My family wonders why I'm not married yet with children. Even my own grandfather believes I should have been married by now at least once. He's also alright if I was homosexual, which is weird but at least he can keep an open mind.
I've learned that employees that have been around for a lot less than I have are making more than me. Is it because they're men and I'm a woman? I just stopped working to my full potential, I even showed up an hour late to work today which is something I never do. I'm always early and ready for work and am willing to do the job to the best of my abilities and yet I just don't want to any more now that I know I'm not worth it. Took almost a year to put in my 90 day review.

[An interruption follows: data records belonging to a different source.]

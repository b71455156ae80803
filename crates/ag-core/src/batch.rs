//! Bounded-concurrency batch engine.
//!
//! [`run_batch`] fans a list of jobs out to a fixed pool of worker tasks and
//! fans their outcomes back in:
//!
//! ```text
//! producer ──► job channel (capacity 1) ──► worker 1..n ──► results  ──► drain ─► Vec<R>
//!                                                       └─► failures ──► drain ─► Vec<E>
//! ```
//!
//! Every job yields exactly one outcome. Failures are collected, never
//! short-circuit the batch, and are reported together once every job has
//! been attempted.

use std::fmt;
use std::future::Future;
use std::sync::Arc;

use tokio::sync::{mpsc, Mutex};
use tokio::task::JoinHandle;

use crate::config::Concurrency;

/// Aggregate outcome of a batch.
#[derive(Debug)]
pub struct BatchOutcome<R, E> {
    /// Values produced by successful jobs, in completion order.
    pub results: Vec<R>,
    /// Errors produced by failed jobs, in completion order.
    pub failures: Vec<E>,
    /// Number of worker tasks that were started.
    pub workers: usize,
}

impl<R, E> BatchOutcome<R, E> {
    fn empty() -> Self {
        Self {
            results: Vec::new(),
            failures: Vec::new(),
            workers: 0,
        }
    }

    /// Total number of jobs that reported an outcome.
    #[must_use]
    pub fn len(&self) -> usize {
        self.results.len() + self.failures.len()
    }

    /// Returns true if no job was processed.
    #[must_use]
    pub fn is_empty(&self) -> bool {
        self.len() == 0
    }

    /// Returns true if at least one job failed.
    #[must_use]
    pub fn has_failures(&self) -> bool {
        !self.failures.is_empty()
    }
}

impl<R, E: fmt::Display> BatchOutcome<R, E> {
    /// Splits the outcome into the successful results and, if anything
    /// failed, one error carrying every failure message.
    pub fn into_parts(self) -> (Vec<R>, Option<BatchError>) {
        let error = if self.failures.is_empty() {
            None
        } else {
            Some(BatchError::from_failures(&self.failures))
        };
        (self.results, error)
    }
}

/// Aggregate error for a batch with at least one failed job.
///
/// Displays as the newline-joined messages of all failures.
#[derive(Debug, Clone, PartialEq, Eq)]
pub struct BatchError {
    messages: Vec<String>,
}

impl BatchError {
    /// Builds the aggregate from individual failures.
    pub fn from_failures<E: fmt::Display>(failures: &[E]) -> Self {
        Self {
            messages: failures.iter().map(ToString::to_string).collect(),
        }
    }

    /// Messages of the individual failures.
    #[must_use]
    pub fn messages(&self) -> &[String] {
        &self.messages
    }

    /// Number of failed jobs.
    #[must_use]
    pub fn len(&self) -> usize {
        self.messages.len()
    }

    /// Returns true if there are no failures.
    #[must_use]
    pub fn is_empty(&self) -> bool {
        self.messages.is_empty()
    }
}

impl fmt::Display for BatchError {
    fn fmt(&self, f: &mut fmt::Formatter<'_>) -> fmt::Result {
        f.write_str(&self.messages.join("\n"))
    }
}

impl std::error::Error for BatchError {}

/// Runs `op` once for every job with at most `conn` calls in flight.
///
/// Exactly `min(conn, jobs.len())` workers are started; with no jobs the
/// function returns immediately without spawning anything. Each worker
/// processes one job at a time. Results and failures are unordered with
/// respect to `jobs`.
///
/// There is no cancellation: every job runs to success or failure. A panic
/// inside `op` is re-raised on the caller once the batch has settled.
pub async fn run_batch<J, R, E, F, Fut>(jobs: Vec<J>, conn: Concurrency, op: F) -> BatchOutcome<R, E>
where
    J: Send + 'static,
    R: Send + 'static,
    E: Send + 'static,
    F: Fn(J) -> Fut + Send + Sync + 'static,
    Fut: Future<Output = Result<R, E>> + Send + 'static,
{
    let total = jobs.len();
    if total == 0 {
        tracing::debug!("batch has no jobs, no workers started");
        return BatchOutcome::empty();
    }

    let workers = conn.workers_for(total);
    tracing::debug!(jobs = total, workers, "dispatching batch");

    let (job_tx, job_rx) = mpsc::channel::<J>(1);
    let job_rx = Arc::new(Mutex::new(job_rx));
    let (result_tx, result_rx) = mpsc::unbounded_channel::<R>();
    let (failure_tx, failure_rx) = mpsc::unbounded_channel::<E>();

    let results_drain = tokio::spawn(drain(result_rx));
    let failures_drain = tokio::spawn(drain(failure_rx));

    // Dropping the sender at the end closes the job channel.
    let producer = tokio::spawn(async move {
        for job in jobs {
            if job_tx.send(job).await.is_err() {
                break;
            }
        }
    });

    let op = Arc::new(op);
    let mut handles = Vec::with_capacity(workers);
    for worker in 0..workers {
        let job_rx = Arc::clone(&job_rx);
        let op = Arc::clone(&op);
        let result_tx = result_tx.clone();
        let failure_tx = failure_tx.clone();

        handles.push(tokio::spawn(async move {
            let mut processed = 0usize;
            loop {
                let next = job_rx.lock().await.recv().await;
                let Some(job) = next else {
                    break;
                };
                match op(job).await {
                    Ok(result) => {
                        let _ = result_tx.send(result);
                    }
                    Err(failure) => {
                        let _ = failure_tx.send(failure);
                    }
                }
                processed += 1;
            }
            tracing::trace!(worker, processed, "worker finished");
        }));
    }

    // First barrier: every worker has exited and the producer is done.
    for handle in handles {
        settle(handle).await;
    }
    settle(producer).await;

    // Workers held the only other senders, so this closes both channels.
    drop(result_tx);
    drop(failure_tx);

    // Second barrier: both drains have consumed everything in flight.
    let results = settle(results_drain).await.unwrap_or_default();
    let failures = settle(failures_drain).await.unwrap_or_default();

    tracing::debug!(
        succeeded = results.len(),
        failed = failures.len(),
        "batch complete"
    );

    BatchOutcome {
        results,
        failures,
        workers,
    }
}

async fn drain<T>(mut rx: mpsc::UnboundedReceiver<T>) -> Vec<T> {
    let mut items = Vec::new();
    while let Some(item) = rx.recv().await {
        items.push(item);
    }
    items
}

/// Waits for a task, re-raising its panic if it had one.
async fn settle<T>(handle: JoinHandle<T>) -> Option<T> {
    match handle.await {
        Ok(value) => Some(value),
        Err(err) if err.is_panic() => std::panic::resume_unwind(err.into_panic()),
        Err(err) => {
            tracing::error!("batch task did not complete: {err}");
            None
        }
    }
}

#[cfg(test)]
mod tests {
    use super::*;
    use std::collections::HashSet;
    use std::sync::atomic::{AtomicUsize, Ordering};
    use std::time::Duration;

    fn conn(n: usize) -> Concurrency {
        Concurrency::new(n).unwrap()
    }

    fn jobs(n: usize) -> Vec<String> {
        (0..n).map(|i| format!("job-{i}")).collect()
    }

    #[tokio::test]
    async fn empty_batch_starts_no_workers() {
        let outcome: BatchOutcome<String, String> =
            run_batch(Vec::<String>::new(), conn(4), |job| async move { Ok(job) }).await;

        assert_eq!(outcome.workers, 0);
        assert!(outcome.is_empty());
        let (results, error) = outcome.into_parts();
        assert!(results.is_empty());
        assert!(error.is_none());
    }

    #[tokio::test]
    async fn every_job_succeeds_for_any_connection_count() {
        for total in [1, 2, 5, 17] {
            for limit in [1, 2, total, total + 3] {
                let outcome: BatchOutcome<String, String> =
                    run_batch(jobs(total), conn(limit), |job| async move { Ok(job) }).await;

                assert_eq!(outcome.workers, limit.min(total), "conn={limit} jobs={total}");
                let (results, error) = outcome.into_parts();
                assert!(error.is_none());
                assert_eq!(results.len(), total);

                let unique: HashSet<_> = results.iter().collect();
                assert_eq!(unique.len(), total, "each job processed exactly once");
            }
        }
    }

    #[tokio::test]
    async fn failing_jobs_are_reported_and_others_kept() {
        let failing: HashSet<String> = ["job-1", "job-4", "job-7"].iter().map(|s| s.to_string()).collect();
        let failing = Arc::new(failing);

        for limit in [1, 3, 10, 12] {
            let failing_ref = Arc::clone(&failing);
            let outcome = run_batch(jobs(10), conn(limit), move |job| {
                let failing = Arc::clone(&failing_ref);
                async move {
                    if failing.contains(&job) {
                        Err(format!("{job} failed"))
                    } else {
                        Ok(job)
                    }
                }
            })
            .await;

            assert_eq!(outcome.len(), 10);
            let (results, error) = outcome.into_parts();
            assert_eq!(results.len(), 7);
            let error = error.expect("batch should report failures");
            assert_eq!(error.len(), 3);
            for name in failing.iter() {
                assert!(error.to_string().contains(name.as_str()));
            }
        }
    }

    #[tokio::test]
    async fn single_failure_among_five() {
        let input: Vec<String> = ["a", "b", "c", "d", "e"].iter().map(|s| s.to_string()).collect();

        let outcome = run_batch(input, conn(2), |job| async move {
            if job == "c" {
                Err(format!("could not process {job}"))
            } else {
                Ok(job)
            }
        })
        .await;

        assert_eq!(outcome.workers, 2);
        assert_eq!(outcome.results.len(), 4);
        assert_eq!(outcome.failures, vec!["could not process c".to_string()]);

        let (results, error) = outcome.into_parts();
        let mut results = results;
        results.sort();
        assert_eq!(results, vec!["a", "b", "d", "e"]);
        assert_eq!(error.unwrap().to_string(), "could not process c");
    }

    #[tokio::test]
    async fn failure_messages_are_newline_joined() {
        let outcome: BatchOutcome<(), String> = run_batch(vec!["x", "y"], conn(1), |job| async move {
            Err(format!("{job} broke"))
        })
        .await;

        let (_, error) = outcome.into_parts();
        let message = error.unwrap().to_string();
        let mut lines: Vec<_> = message.lines().collect();
        lines.sort_unstable();
        assert_eq!(lines, vec!["x broke", "y broke"]);
    }

    #[tokio::test]
    async fn in_flight_operations_never_exceed_limit() {
        let in_flight = Arc::new(AtomicUsize::new(0));
        let peak = Arc::new(AtomicUsize::new(0));

        let (in_flight_op, peak_op) = (Arc::clone(&in_flight), Arc::clone(&peak));
        let outcome: BatchOutcome<usize, String> = run_batch((0..24).collect(), conn(3), move |job: usize| {
            let in_flight = Arc::clone(&in_flight_op);
            let peak = Arc::clone(&peak_op);
            async move {
                let now = in_flight.fetch_add(1, Ordering::SeqCst) + 1;
                peak.fetch_max(now, Ordering::SeqCst);
                tokio::time::sleep(Duration::from_millis(5)).await;
                in_flight.fetch_sub(1, Ordering::SeqCst);
                Ok(job)
            }
        })
        .await;

        assert_eq!(outcome.results.len(), 24);
        assert_eq!(peak.load(Ordering::SeqCst), 3);
        assert_eq!(in_flight.load(Ordering::SeqCst), 0);
    }

    #[tokio::test]
    async fn one_connection_processes_sequentially_in_order() {
        let outcome: BatchOutcome<String, String> =
            run_batch(jobs(6), conn(1), |job| async move { Ok(job) }).await;

        assert_eq!(outcome.workers, 1);
        assert_eq!(outcome.results, jobs(6));
    }

    #[tokio::test]
    async fn duplicate_jobs_are_processed_independently() {
        let calls = Arc::new(AtomicUsize::new(0));
        let calls_op = Arc::clone(&calls);

        let outcome: BatchOutcome<&str, String> = run_batch(vec!["dup", "dup", "dup"], conn(2), move |job| {
            let calls = Arc::clone(&calls_op);
            async move {
                calls.fetch_add(1, Ordering::SeqCst);
                Ok(job)
            }
        })
        .await;

        assert_eq!(calls.load(Ordering::SeqCst), 3);
        assert_eq!(outcome.results, vec!["dup", "dup", "dup"]);
    }

    #[tokio::test(flavor = "multi_thread", worker_threads = 4)]
    async fn outcome_count_matches_jobs_on_multi_thread_runtime() {
        let outcome = run_batch((0..200).collect::<Vec<u32>>(), conn(8), |job| async move {
            tokio::task::yield_now().await;
            if job % 7 == 0 {
                Err(format!("job {job} failed"))
            } else {
                Ok(job)
            }
        })
        .await;

        assert_eq!(outcome.len(), 200);
        assert_eq!(outcome.failures.len(), 29);
        let mut seen: Vec<u32> = outcome.results.clone();
        seen.sort_unstable();
        seen.dedup();
        assert_eq!(seen.len(), 171);
    }

    #[tokio::test]
    #[should_panic(expected = "op exploded")]
    async fn panicking_operation_is_propagated() {
        let _: BatchOutcome<(), String> = run_batch(vec![1], conn(1), |job: i32| async move {
            if job == 1 {
                panic!("op exploded");
            }
            Ok(())
        })
        .await;
    }
}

December was when I just seemed to stop caring about my job and now it's gotten worse. I've been pissing people off, I've been counting all wrong, I've been bitching and complaining about nonsense. I was actually bitching about the music just to bitch. I've been giving away free refills and free drinks even though I'm allowed to, but even more so than usual because it's pissing me off.
The one thing I do not understand is how we can make more profits in the past few months that would generally allow us to have more hours, but then have our hours cut down by nearly half. Our profits have been up for months since the years prior and yet we lose our hours. I don't have insurance because I don't make enough and yet they expect me to show up to work in full health.
I'm pissed off at the entire situation.